Шрифт:
Интервал:
Закладка:
В СЛОНе вообще оканчивают свой срок наказания и выходят на свободу лишь те из заключенных, которые инициативно и активно содействуют СЛОНу в выполнении его программ, да еще заключенные, занятые работами в разного рода канцеляриях. Остальные гибнут в ямах – могилах СЛОНа. Но и среди уцелевших лишь редкие могут возвратиться домой – по отбытии срока наказания они ссылаются на три года в разного рода ссылки на поселение – главным образом в Архангельскую губернию и Карелию.
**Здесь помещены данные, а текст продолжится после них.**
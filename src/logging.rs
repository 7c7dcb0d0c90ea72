//! Tracing subscriber setup.
//!
//! `RUST_LOG` takes precedence over the configured level.

use crate::config::LoggingConfig;
use std::fs::OpenOptions;
use std::path::PathBuf;
use std::sync::Mutex;
use tracing_subscriber::EnvFilter;

#[derive(Debug, thiserror::Error)]
pub enum LoggingError {
    #[error("invalid log filter '{filter}': {reason}")]
    Filter { filter: String, reason: String },

    #[error("failed to open log file '{path}': {source}")]
    File {
        path: PathBuf,
        source: std::io::Error,
    },

    #[error("failed to install subscriber: {0}")]
    Install(String),
}

/// Filter from `RUST_LOG`, falling back to `level`.
pub fn env_filter(level: &str) -> Result<EnvFilter, LoggingError> {
    EnvFilter::try_from_default_env().or_else(|_| {
        EnvFilter::try_new(level).map_err(|e| LoggingError::Filter {
            filter: level.to_string(),
            reason: e.to_string(),
        })
    })
}

/// Install the global subscriber. Fails if one is already installed.
pub fn init(config: &LoggingConfig) -> Result<(), LoggingError> {
    let filter = env_filter(&config.level)?;
    let builder = tracing_subscriber::fmt().with_env_filter(filter);

    let installed = match &config.file {
        Some(path) => {
            let file = OpenOptions::new()
                .create(true)
                .append(true)
                .open(path)
                .map_err(|source| LoggingError::File {
                    path: path.clone(),
                    source,
                })?;
            builder
                .with_ansi(false)
                .with_writer(Mutex::new(file))
                .try_init()
        }
        None => builder.with_writer(std::io::stderr).try_init(),
    };
    installed.map_err(|e| LoggingError::Install(e.to_string()))
}
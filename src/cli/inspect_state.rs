use serde::Serialize;
use stakegov::governance::persist::decode_state;
use stakegov::governance::{GovernorState, Role};
use stakegov::types::{Amount, ProposalId, Timestamp};
use std::path::Path;

/// Flattened proposal view for printing.
#[derive(Debug, Serialize)]
struct ProposalSummary {
    id: ProposalId,
    kind: String,
    proposer: String,
    description: String,
    created_at: Timestamp,
    deadline: Timestamp,
    snapshot: u64,
    stake: Amount,
    yes: Amount,
    no: Amount,
    abstain: Amount,
    voters: u64,
    queued: bool,
    executed: bool,
    canceled: bool,
    stake_refunded: bool,
    fingerprint: Option<String>,
}

fn summarize(state: &GovernorState) -> Vec<ProposalSummary> {
    state
        .proposals
        .iter()
        .map(|p| ProposalSummary {
            id: p.id,
            kind: p.kind().to_string(),
            proposer: p.proposer.to_string(),
            description: p.description.clone(),
            created_at: p.created_at,
            deadline: p.deadline,
            snapshot: p.snapshot.0,
            stake: p.stake,
            yes: p.tally.yes,
            no: p.tally.no,
            abstain: p.tally.abstain,
            voters: state
                .proposals
                .ledger(p.id)
                .map(|l| l.unique_voters())
                .unwrap_or(0),
            queued: p.flags.queued(),
            executed: p.flags.executed(),
            canceled: p.flags.canceled(),
            stake_refunded: p.flags.stake_refunded(),
            fingerprint: p.fingerprint.map(|f| f.to_string()),
        })
        .collect()
}

/// Decode a CBOR engine snapshot and print its contents.
pub fn execute(path: &Path, json: bool) -> Result<(), Box<dyn std::error::Error>> {
    let bytes = std::fs::read(path)
        .map_err(|e| format!("Failed to read state file '{}': {}", path.display(), e))?;
    let state = decode_state(&bytes)?;
    let proposals = summarize(&state);

    if json {
        println!("{}", serde_json::to_string_pretty(&proposals)?);
        return Ok(());
    }

    println!("Engine: {}", state.engine_address);
    println!("Paused: {}", state.paused);
    println!(
        "Administrators: {}  Guardians: {}",
        state.roles.members(Role::Administrator).len(),
        state.roles.members(Role::Guardian).len()
    );
    println!("Proposals: {}", proposals.len());
    for p in &proposals {
        let mut flags = Vec::new();
        if p.queued {
            flags.push("queued");
        }
        if p.executed {
            flags.push("executed");
        }
        if p.canceled {
            flags.push("canceled");
        }
        if p.stake_refunded {
            flags.push("stake-refunded");
        }
        println!();
        println!("#{} [{}] {}", p.id, p.kind, p.description);
        println!("  proposer {}  deadline {}  snapshot {}", p.proposer, p.deadline, p.snapshot);
        println!(
            "  yes {}  no {}  abstain {}  voters {}",
            p.yes, p.no, p.abstain, p.voters
        );
        println!("  flags: {}", if flags.is_empty() { "-".to_string() } else { flags.join(", ") });
        if let Some(fp) = &p.fingerprint {
            println!("  scheduler job {}", fp);
        }
    }
    Ok(())
}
Делается это так: за неделю до окончания срока наказания заключенного регистрационно-статистический отдел СЛОНа, коим при мне ведал чекист Козловский, сообщает об этом в спецотдел ОГПУ и просит указания, как поступить с таким заключенным. Проходит до полугода и даже до года, в течение которых заключенный по-прежнему продолжает нести свою работу, и только тогда получается трафаретный ответ: «Выслать на три года в северный край» или «оставить на три года в Карелии». Тогда отбывшие наказание грузятся в товарные вагоны и под конвоем отправляются в места ссылок.
А в новом месте им живется еще хуже, чем было в СЛОНе. В СЛОНе они все-таки занимали должности и хоть кое-как, да жили: у них было место, где можно было спать, и каждый день они имели свой паек хлеба. На поселении ничего этого нет. Там у бывшего слоновца есть только волчий ярлык «преступника», мешающий ему получить работу.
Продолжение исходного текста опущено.